*** Data supplied Section Begins ***

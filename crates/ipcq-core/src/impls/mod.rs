//! Impls - ports の実装
//!
//! # 含まれる実装
//! - **Polled**: 何も起こさない Notifier（外部から `run_sync` を呼ぶ前提）
//! - **ThreadLoop**: 専用 OS スレッドを park/unpark で駆動するイベントループ
//! - **TokioLoop**: current-thread tokio ランタイムで駆動するイベントループ

pub mod polled;
pub mod thread_loop;
pub mod tokio_loop;
mod wake_slot;

pub use self::polled::Polled;
pub use self::thread_loop::{ThreadLoop, ThreadWakeSource};
pub use self::tokio_loop::{TokioLoop, TokioWakeSource};
mod config;
mod session;

use std::path::PathBuf;

use anyhow::Result;
use clap::{Args, Parser, Subcommand};
use tracing_subscriber::EnvFilter;

use config::{Backend, Overrides, RunConfig};

#[derive(Parser)]
#[command(
    name = "ipcq",
    about = "Push actions from many threads and drain them on one event loop",
    version,
    propagate_version = true
)]
struct Cli {
    #[command(subcommand)]
    command: Commands,
}

#[derive(Subcommand)]
enum Commands {
    /// Run a producer/loop session and print a JSON report
    Run(RunArgs),
}

#[derive(Args)]
struct RunArgs {
    /// Event loop that drains the queue
    #[arg(long, value_enum)]
    backend: Option<Backend>,

    /// Number of producer threads
    #[arg(long)]
    producers: Option<usize>,

    /// Actions pushed by each producer
    #[arg(long)]
    actions: Option<usize>,

    /// Max random pause between pushes, in microseconds
    #[arg(long)]
    jitter_us: Option<u64>,

    /// How long to wait for the loop to drain, in milliseconds
    #[arg(long)]
    timeout_ms: Option<u64>,

    /// JSON run config; flags given here override it
    #[arg(long, env = "IPCQ_CONFIG")]
    config: Option<PathBuf>,
}

impl RunArgs {
    fn overrides(&self) -> Overrides {
        Overrides {
            backend: self.backend,
            producers: self.producers,
            actions: self.actions,
            jitter_us: self.jitter_us,
            timeout_ms: self.timeout_ms,
        }
    }
}

fn main() {
    let cli = Cli::parse();

    tracing_subscriber::fmt()
        .with_env_filter(EnvFilter::try_from_default_env().unwrap_or_else(|_| EnvFilter::new("info")))
        .with_target(false)
        .with_writer(std::io::stderr)
        .init();

    let result = match cli.command {
        Commands::Run(args) => run(&args),
    };

    match result {
        Ok(true) => {}
        Ok(false) => std::process::exit(2),
        Err(e) => {
            eprintln!("error: {e:#}");
            std::process::exit(1);
        }
    }
}

/// Returns whether the session passed its checks.
fn run(args: &RunArgs) -> Result<bool> {
    let base = match &args.config {
        Some(path) => RunConfig::load(path)?,
        None => RunConfig::default(),
    };
    let config = base.apply(args.overrides());
    config.validate()?;

    let report = session::run(&config)?;
    println!("{}", serde_json::to_string_pretty(&report)?);
    if !report.ok() {
        tracing::error!(
            lost = report.lost,
            duplicated = report.duplicated,
            off_loop_thread = report.off_loop_thread,
            timed_out = report.timed_out,
            "session failed its checks"
        );
    }
    Ok(report.ok())
}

*** Data supplied Section Ends ***

Check each line of the records above for the string "Parser", and report every line that has it.

use clap::{Args, Parser, Subcommand};
#[derive(Parser)]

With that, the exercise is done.